If you compare what Scotty and Albo think about climate change, you won’t find it here. Unlike Q&A, Sky didn’t find an audience concerned about the future
After not finding any freely available live broadcast of the Leaders Debate from the Gabba Stadium in Brisbane, someone sent me a link to the YouTube version, linked here. Comparing the questions and responses here to what transpired on ABC’s Q&A session in Gladstone is like comparing two completely different planets.
Based on questions Sky News read out, their audience was primarily interested in personal things like taxes, jobs, immigration, cost of living, pensions, health services, etc. Energy policy was mentioned perhaps twice, net-zero (with no explanation) was mentioned about once; and I don’t think issues like climate change, climate emergency, etc. were mentioned at all by questioners or the ‘leaders’. Interestingly, in over half an hour of searching with Google (which I am fairly good at using) I couldn’t find any news outlet or other organ who has published a complete transcript of the debate.
Contrast this with ABC’s live broadcast of Q&A from Gladstone, Qld:
Note that the Youtube video from Q&A includes a complete and searchable transcript of the video, making it easy to analyze the discussion. In any event there were a good 18 minutes of discussion relating to the climate emergency and its effects on Australia.

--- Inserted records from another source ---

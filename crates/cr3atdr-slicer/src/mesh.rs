//! Triangle mesh input and bounding boxes.

use nalgebra::Matrix4;
use serde::{Deserialize, Serialize};

use crate::error::{Result, SlicerError};
use crate::{Point3, SliceAxis};

/// A triangle mesh with world-space vertex positions.
///
/// Vertices are stored flat as `[x0, y0, z0, x1, y1, z1, ...]`. When `indices`
/// is `None` every three consecutive vertices form one triangle.
#[derive(Debug, Clone, Default, PartialEq)]
pub struct TriangleMesh {
    /// Flat array of vertex positions (f32).
    pub vertices: Vec<f32>,
    /// Optional flat array of triangle indices.
    pub indices: Option<Vec<u32>>,
}

impl TriangleMesh {
    /// Create an empty mesh.
    pub fn new() -> Self {
        Self::default()
    }

    /// Build a mesh from raw buffers, checking that they describe whole triangles
    /// and that every index is in range.
    pub fn from_parts(vertices: Vec<f32>, indices: Option<Vec<u32>>) -> Result<Self> {
        let mesh = Self { vertices, indices };
        mesh.validate()?;
        Ok(mesh)
    }

    /// Build a non-indexed mesh from a list of triangles.
    pub fn from_triangles(triangles: &[[Point3; 3]]) -> Self {
        let mut vertices = Vec::with_capacity(triangles.len() * 9);
        for tri in triangles {
            for v in tri {
                vertices.extend_from_slice(&[v.x as f32, v.y as f32, v.z as f32]);
            }
        }
        Self {
            vertices,
            indices: None,
        }
    }

    /// Number of vertices.
    pub fn vertex_count(&self) -> usize {
        self.vertices.len() / 3
    }

    /// Number of triangles.
    pub fn triangle_count(&self) -> usize {
        match &self.indices {
            Some(indices) => indices.len() / 3,
            None => self.vertex_count() / 3,
        }
    }

    /// True when the mesh has no triangles.
    pub fn is_empty(&self) -> bool {
        self.triangle_count() == 0
    }

    /// Check buffer shapes and index ranges.
    pub fn validate(&self) -> Result<()> {
        if self.vertices.len() % 3 != 0 {
            return Err(SlicerError::MalformedVertices(self.vertices.len()));
        }
        let vertex_count = self.vertex_count();
        match &self.indices {
            Some(indices) => {
                if indices.len() % 3 != 0 {
                    return Err(SlicerError::MalformedIndices(indices.len()));
                }
                if let Some(&index) = indices.iter().find(|&&i| i as usize >= vertex_count) {
                    return Err(SlicerError::IndexOutOfBounds {
                        index,
                        vertex_count,
                    });
                }
            }
            None => {
                if vertex_count % 3 != 0 {
                    return Err(SlicerError::MalformedIndices(vertex_count));
                }
            }
        }
        Ok(())
    }

    fn vertex(&self, i: usize) -> Point3 {
        Point3::new(
            self.vertices[i * 3] as f64,
            self.vertices[i * 3 + 1] as f64,
            self.vertices[i * 3 + 2] as f64,
        )
    }

    /// Resolve every triangle to its three vertex positions.
    pub fn triangles(&self) -> Result<Vec<[Point3; 3]>> {
        self.validate()?;
        let triangles = match &self.indices {
            Some(indices) => indices
                .chunks_exact(3)
                .map(|t| {
                    [
                        self.vertex(t[0] as usize),
                        self.vertex(t[1] as usize),
                        self.vertex(t[2] as usize),
                    ]
                })
                .collect(),
            None => (0..self.triangle_count())
                .map(|t| {
                    [
                        self.vertex(t * 3),
                        self.vertex(t * 3 + 1),
                        self.vertex(t * 3 + 2),
                    ]
                })
                .collect(),
        };
        Ok(triangles)
    }

    /// Axis-aligned bounding box over all vertices, or `None` for an empty vertex buffer.
    pub fn bounds(&self) -> Option<Aabb> {
        if self.vertex_count() == 0 {
            return None;
        }
        let mut min = Point3::new(f64::MAX, f64::MAX, f64::MAX);
        let mut max = Point3::new(f64::MIN, f64::MIN, f64::MIN);
        for i in 0..self.vertex_count() {
            let v = self.vertex(i);
            min = min.inf(&v);
            max = max.sup(&v);
        }
        Some(Aabb { min, max })
    }

    /// Bake a homogeneous transform into the vertex positions.
    pub fn transform(&mut self, matrix: &Matrix4<f64>) {
        for i in 0..self.vertex_count() {
            let p = matrix.transform_point(&self.vertex(i));
            self.vertices[i * 3] = p.x as f32;
            self.vertices[i * 3 + 1] = p.y as f32;
            self.vertices[i * 3 + 2] = p.z as f32;
        }
    }
}

/// Axis-aligned bounding box.
#[derive(Debug, Clone, Copy, PartialEq, Serialize, Deserialize)]
pub struct Aabb {
    /// Minimum corner.
    pub min: Point3,
    /// Maximum corner.
    pub max: Point3,
}

impl Aabb {
    /// Box dimensions.
    pub fn size(&self) -> [f64; 3] {
        [
            self.max.x - self.min.x,
            self.max.y - self.min.y,
            self.max.z - self.min.z,
        ]
    }

    /// `(min, max)` along the slicing axis.
    pub fn axis_range(&self, axis: SliceAxis) -> (f64, f64) {
        (axis.height(&self.min), axis.height(&self.max))
    }

    /// `(min, max)` corners projected into the slicing plane frame.
    pub fn plane_rect(&self, axis: SliceAxis) -> ([f64; 2], [f64; 2]) {
        let lo = axis.project(&self.min);
        let hi = axis.project(&self.max);
        ([lo.x, lo.y], [hi.x, hi.y])
    }
}

/// Build an axis-aligned box mesh with 8 shared vertices and 12 triangles.
pub fn box_mesh(min: Point3, max: Point3) -> TriangleMesh {
    let (x0, y0, z0) = (min.x as f32, min.y as f32, min.z as f32);
    let (x1, y1, z1) = (max.x as f32, max.y as f32, max.z as f32);
    let vertices = vec![
        x0, y0, z0, x1, y0, z0, x1, y1, z0, x0, y1, z0, //
        x0, y0, z1, x1, y0, z1, x1, y1, z1, x0, y1, z1,
    ];
    #[rustfmt::skip]
    let indices = vec![
        0, 2, 1, 0, 3, 2, // bottom
        4, 5, 6, 4, 6, 7, // top
        0, 1, 5, 0, 5, 4, // front
        2, 3, 7, 2, 7, 6, // back
        0, 4, 7, 0, 7, 3, // left
        1, 2, 6, 1, 6, 5, // right
    ];
    TriangleMesh {
        vertices,
        indices: Some(indices),
    }
}
//! STL loading (binary and ASCII).

use std::path::Path;

use tracing::debug;

use crate::error::{Result, SlicerError};
use crate::mesh::TriangleMesh;

const HEADER_LEN: usize = 80;
const FACET_LEN: usize = 50;

/// Load a mesh from an STL file, detecting ASCII or binary encoding.
pub fn load_stl<P: AsRef<Path>>(path: P) -> Result<TriangleMesh> {
    let path = path.as_ref();
    let data = std::fs::read(path)?;
    let mesh = parse_stl(&data)?;
    debug!(
        path = %path.display(),
        triangles = mesh.triangle_count(),
        "Loaded STL"
    );
    Ok(mesh)
}

/// Parse STL bytes into a non-indexed mesh.
pub fn parse_stl(data: &[u8]) -> Result<TriangleMesh> {
    if is_binary(data) {
        parse_binary(data)
    } else {
        let text = std::str::from_utf8(data)
            .map_err(|_| SlicerError::InvalidStl("ASCII STL is not valid UTF-8".into()))?;
        parse_ascii(text)
    }
}

/// Some binary files start with "solid" too, so trust the size field when it matches.
fn is_binary(data: &[u8]) -> bool {
    if data.len() >= HEADER_LEN + 4 {
        let count = u32::from_le_bytes([data[80], data[81], data[82], data[83]]) as usize;
        if data.len() == HEADER_LEN + 4 + count * FACET_LEN {
            return true;
        }
    }
    let head = &data[..data.len().min(HEADER_LEN)];
    !String::from_utf8_lossy(head).trim_start().starts_with("solid")
}

fn parse_binary(data: &[u8]) -> Result<TriangleMesh> {
    if data.len() < HEADER_LEN + 4 {
        return Err(SlicerError::InvalidStl(
            "file too small for header and triangle count".into(),
        ));
    }
    let count = u32::from_le_bytes([data[80], data[81], data[82], data[83]]) as usize;
    let expected = HEADER_LEN + 4 + count * FACET_LEN;
    if data.len() < expected {
        return Err(SlicerError::InvalidStl(format!(
            "truncated: expected {} bytes for {} triangles, got {}",
            expected,
            count,
            data.len()
        )));
    }

    let mut vertices = Vec::with_capacity(count * 9);
    for facet in data[HEADER_LEN + 4..expected].chunks_exact(FACET_LEN) {
        // Skip the 12-byte normal and trailing 2-byte attribute count.
        for value in facet[12..48].chunks_exact(4) {
            vertices.push(f32::from_le_bytes([value[0], value[1], value[2], value[3]]));
        }
    }

    Ok(TriangleMesh {
        vertices,
        indices: None,
    })
}

fn parse_ascii(text: &str) -> Result<TriangleMesh> {
    let mut vertices = Vec::new();
    let mut facet: Vec<f32> = Vec::with_capacity(9);

    for (line_no, line) in text.lines().enumerate() {
        let mut parts = line.split_whitespace();
        match parts.next() {
            Some("vertex") => {
                for _ in 0..3 {
                    let value = parts
                        .next()
                        .and_then(|v| v.parse::<f32>().ok())
                        .ok_or_else(|| {
                            SlicerError::InvalidStl(format!("bad vertex on line {}", line_no + 1))
                        })?;
                    facet.push(value);
                }
            }
            Some("endfacet") => {
                if facet.len() != 9 {
                    return Err(SlicerError::InvalidStl(format!(
                        "facet ending on line {} has {} vertices",
                        line_no + 1,
                        facet.len() / 3
                    )));
                }
                vertices.append(&mut facet);
            }
            _ => {}
        }
    }

    Ok(TriangleMesh {
        vertices,
        indices: None,
    })
}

In any event, my own thoughts on the Leaders Debate, is that if this the best on offer by the dominant parties, if you are concerned about our future in a catastrophically changing climate, bring on the independents. Labor may be better than the COALition, but if they have no intention to shut down coal mining or gas production, the difference is minor where climate action is concerned.

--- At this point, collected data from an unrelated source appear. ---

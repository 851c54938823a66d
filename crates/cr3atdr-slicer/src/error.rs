//! Error types for the slicer.

use thiserror::Error;

/// Errors that can occur while loading or slicing a mesh.
#[derive(Error, Debug)]
pub enum SlicerError {
    /// Vertex buffer length is not a multiple of three.
    #[error("vertex buffer has {0} floats, expected a multiple of 3")]
    MalformedVertices(usize),

    /// Index buffer (or vertex count for non-indexed meshes) does not describe whole triangles.
    #[error("{0} indices do not form whole triangles")]
    MalformedIndices(usize),

    /// A triangle references a vertex that does not exist.
    #[error("index {index} out of bounds for {vertex_count} vertices")]
    IndexOutOfBounds {
        /// Offending index.
        index: u32,
        /// Number of vertices in the mesh.
        vertex_count: usize,
    },

    /// Layer height must be finite and positive.
    #[error("invalid layer height: {0}")]
    InvalidLayerHeight(f64),

    /// STL data could not be parsed.
    #[error("invalid STL: {0}")]
    InvalidStl(String),

    /// Reading a mesh file failed.
    #[error("io error: {0}")]
    Io(#[from] std::io::Error),
}

/// Result type for slicer operations.
pub type Result<T> = std::result::Result<T, SlicerError>;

Some call me a 'climate scientist'. I'm not. What I am is an 'Earth systems generalist'.
Born in 1939, I grew up with passionate interests in both science and engineering. I learned to read from my father's university textbooks in geology and paleontology, and dreamed of building nuclear powered starships. Living on a yacht in Southern California I grew up surrounded by (and often immersed in) marine and estuarine ecosystems while my father worked in the aerospace engineering industry.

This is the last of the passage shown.